Because the wood framing was necessarily larger than equivalent steel, the back end ended up a bit bulkier and the convertible fenders wouldn’t work. Instead, rear fenders and taillights from the 1941 Sedan Delivery were used. Sportsman seats were upholstered in genuine leather facings in tan or red, with French stitching. The front floor mats had color-keyed carpet inserts, and power windows were standard. Announced in September, the first Sportsman was completed in December 1945 and presented to actress Ella Raines at Christmas.
The Sportsman became part of the Ford Super Deluxe line; at $1,982, it was about $500 more expensive than a standard convertible. The Mercury Sportsman appeared in April 1946, selling for $2,209, about the same margin over a regular Mercury convertible.
This “Spring 1947” Sportsman, an example of the mid-year styling change on all Fords, was built that May. It was previously part of the renowned Nick Alexander woodie collection in California, unquestionably one of the finest woodie collections in the country, where it was treated to meticulous care and restoration work by Mr. Alexander’s specialized team. Following its acquisition by the Dingman Collection, the car was brought to The Woody Works, in Meredith, New Hampshire, to be restored with the intention of presenting the car precisely as it would have been the day it was completed and sold new.
All frame wood in the body was carefully removed, stripped, sanded, and repaired where necessary. Stains were bleached out and all components were sealed, varnished, and buffed. The panels were refinished, buffed, and the complete body was re-assembled. The result is awe-inspiring, the wood rightfully taking pride of place in the car’s image.
The rest of the car serves as an apt backdrop. Its maroon paint shows no surface flaws and exhibits a deep shine. The body contours are excellent and the doors shut well, while the black canvas top is new and excellent. The running board rubber is new, all the brightwork is excellent, and the glass, all correct script panes, shows no flaws.
The seats are newly upholstered in red leather, of which the rear portion has a tan carpet floor mat; the front has black rubber mats with correct carpeted inserts, all of which look new. The dashboard has nicely restored maple wood grain. Instruments and the steering wheel are restored as well, and the top is lined with tan canvas. The correct glass rear window can be unsnapped and lowered for better ventilation. A radio and a working electric clock are fitted as well.

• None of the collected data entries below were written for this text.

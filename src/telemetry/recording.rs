//! In-memory span sink
//!
//! `RecordingSink` keeps every finished span in memory in the order it ended.
//! It backs the test suite and is handy for inspecting a reconstructed trace
//! without an exporter.

use std::sync::atomic::{AtomicU64, Ordering};
use std::sync::{Arc, Mutex};

use uuid::Uuid;

use super::semconv::SpanKind;
use super::sink::{AttributeValue, Attributes, SpanHandle, SpanSink, SpanStart, SpanStatus};
use crate::utils::time::now_nanos;

/// A span as the recording sink saw it
#[derive(Debug, Clone)]
pub struct RecordedSpan {
    /// Unique span ID
    pub span_id: String,
    /// Parent span ID (if this is a child span)
    pub parent_span_id: Option<String>,
    /// Span name
    pub name: String,
    /// OpenInference span kind
    pub kind: SpanKind,
    /// Start time the emitter asked for, if any
    pub requested_start: Option<u64>,
    /// End time the emitter asked for, if any
    pub requested_end: Option<u64>,
    /// Effective start time in nanoseconds since Unix epoch
    pub start_time_unix_nano: u64,
    /// Effective end time in nanoseconds since Unix epoch
    pub end_time_unix_nano: u64,
    /// Span attributes
    pub attributes: Attributes,
    /// Span status
    pub status: SpanStatus,
    /// Order in which the span was started
    pub start_order: u64,
}

impl RecordedSpan {
    /// Look up an attribute
    pub fn attribute(&self, key: &str) -> Option<&AttributeValue> {
        self.attributes.get(key)
    }

    /// Look up a string attribute
    pub fn str_attribute(&self, key: &str) -> Option<&str> {
        self.attributes.get(key).and_then(AttributeValue::as_str)
    }
}

/// Span sink that records finished spans in memory
#[derive(Debug, Clone, Default)]
pub struct RecordingSink {
    finished: Arc<Mutex<Vec<RecordedSpan>>>,
    span_counter: Arc<AtomicU64>,
}

impl RecordingSink {
    pub fn new() -> Self {
        Self::default()
    }

    /// All finished spans, in the order they ended
    pub fn spans(&self) -> Vec<RecordedSpan> {
        self.finished
            .lock()
            .map(|spans| spans.clone())
            .unwrap_or_default()
    }

    /// All finished spans, in the order they were started
    pub fn spans_in_start_order(&self) -> Vec<RecordedSpan> {
        let mut spans = self.spans();
        spans.sort_by_key(|s| s.start_order);
        spans
    }

    /// First finished span with the given name, in start order
    pub fn find(&self, name: &str) -> Option<RecordedSpan> {
        self.spans_in_start_order()
            .into_iter()
            .find(|s| s.name == name)
    }

    /// Spans without a parent
    pub fn roots(&self) -> Vec<RecordedSpan> {
        self.spans_in_start_order()
            .into_iter()
            .filter(|s| s.parent_span_id.is_none())
            .collect()
    }

    /// Direct children of a span, in start order
    pub fn children_of(&self, span_id: &str) -> Vec<RecordedSpan> {
        self.spans_in_start_order()
            .into_iter()
            .filter(|s| s.parent_span_id.as_deref() == Some(span_id))
            .collect()
    }

    /// Drop all recorded spans
    pub fn clear(&self) {
        if let Ok(mut spans) = self.finished.lock() {
            spans.clear();
        }
    }
}

impl SpanSink for RecordingSink {
    type Handle = RecordingSpan;

    fn start_span(
        &self,
        name: &str,
        start: SpanStart,
        parent: Option<&Self::Handle>,
    ) -> Self::Handle {
        let start_order = self.span_counter.fetch_add(1, Ordering::Relaxed);
        RecordingSpan {
            data: RecordedSpan {
                span_id: Uuid::new_v4().simple().to_string(),
                parent_span_id: parent.map(|p| p.data.span_id.clone()),
                name: name.to_string(),
                kind: start.kind,
                requested_start: start.start_time_unix_nano,
                requested_end: None,
                start_time_unix_nano: start.start_time_unix_nano.unwrap_or_else(now_nanos),
                end_time_unix_nano: 0,
                attributes: start.attributes,
                status: SpanStatus::Unset,
                start_order,
            },
            finished: Arc::clone(&self.finished),
        }
    }
}

/// Open span handed out by [`RecordingSink`]
#[derive(Debug)]
pub struct RecordingSpan {
    data: RecordedSpan,
    finished: Arc<Mutex<Vec<RecordedSpan>>>,
}

impl RecordingSpan {
    /// Get the span ID
    pub fn span_id(&self) -> &str {
        &self.data.span_id
    }
}

impl SpanHandle for RecordingSpan {
    fn set_attributes(&mut self, attributes: Attributes) {
        self.data.attributes.extend(attributes);
    }

    fn set_status(&mut self, status: SpanStatus) {
        self.data.status = status;
    }

    fn end(mut self, end_time_unix_nano: Option<u64>) {
        self.data.requested_end = end_time_unix_nano;
        self.data.end_time_unix_nano = end_time_unix_nano
            .unwrap_or_else(now_nanos)
            .max(self.data.start_time_unix_nano);
        match self.finished.lock() {
            Ok(mut spans) => spans.push(self.data),
            Err(e) => tracing::warn!("Recording sink lock poisoned, dropping span: {}", e),
        }
    }
}

#[cfg(test)]
mod tests {
    use super::*;

    #[test]
    fn test_parent_linkage_and_order() {
        let sink = RecordingSink::new();
        let root = sink.start_span("root", SpanStart::default(), None);
        let child = sink.start_span("child", SpanStart::default(), Some(&root));
        let child_id = child.span_id().to_string();
        child.end(None);
        root.end(None);

        let spans = sink.spans();
        assert_eq!(spans[0].span_id, child_id);
        assert_eq!(spans[1].name, "root");
        assert_eq!(spans[0].parent_span_id.as_deref(), Some(spans[1].span_id.as_str()));
        assert_eq!(sink.roots().len(), 1);
        assert_eq!(sink.children_of(&spans[1].span_id).len(), 1);
    }

    #[test]
    fn test_explicit_times_are_kept() {
        let sink = RecordingSink::new();
        let start = SpanStart {
            start_time_unix_nano: Some(1_000),
            ..SpanStart::default()
        };
        let mut span = sink.start_span("timed", start, None);
        span.set_attributes(Attributes::from([("k".to_string(), AttributeValue::from("v"))]));
        span.end(Some(2_000));

        let recorded = sink.find("timed").unwrap();
        assert_eq!(recorded.requested_start, Some(1_000));
        assert_eq!(recorded.requested_end, Some(2_000));
        assert_eq!(recorded.end_time_unix_nano, 2_000);
        assert_eq!(recorded.str_attribute("k"), Some("v"));
    }

    #[test]
    fn test_sink_clock_applies_when_no_time_given() {
        let sink = RecordingSink::new();
        let before = now_nanos();
        let span = sink.start_span("untimed", SpanStart::default(), None);
        span.end(None);

        let recorded = sink.find("untimed").unwrap();
        assert!(recorded.requested_start.is_none());
        assert!(recorded.start_time_unix_nano >= before);
        assert!(recorded.end_time_unix_nano >= recorded.start_time_unix_nano);
        assert!(recorded.end_time_unix_nano <= now_nanos());
    }
}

The luggage compartment is nicely detailed with grey cardboard liner and a black rubber floor mat. There is a top boot in the trunk, in a matching canvas bag. The compartment lid, sometimes troublesome on the Sportsman because of its weight, works well, since the folding supports are properly adjusted and easily hold it open.
The engine compartment and 59AB engine are clean and appropriately detailed. The chassis and underbody are painted gloss black and are clean and well detailed. The car rides on B.F. Goodrich 6.50x16 whitewall tires, and there is a matching spare in the trunk.
Previously owned by Claude Taylor of Asheville, North Carolina, it received AACA awards at the Southeastern Division National Meet in Huntsville, Alabama in 1980. While in the Alexander Collection it earned a coveted Dearborn Award from the Early Ford V-8 Club, judged at 988 points in 2004 at Hood River, Oregon.
It runs and drives well: its Columbia two-speed axle making highway travel effortless. A superb example of the second flight of 1947 Fords, it is the epitome of the legendary Ford Sportsman, presented in exceptional condition.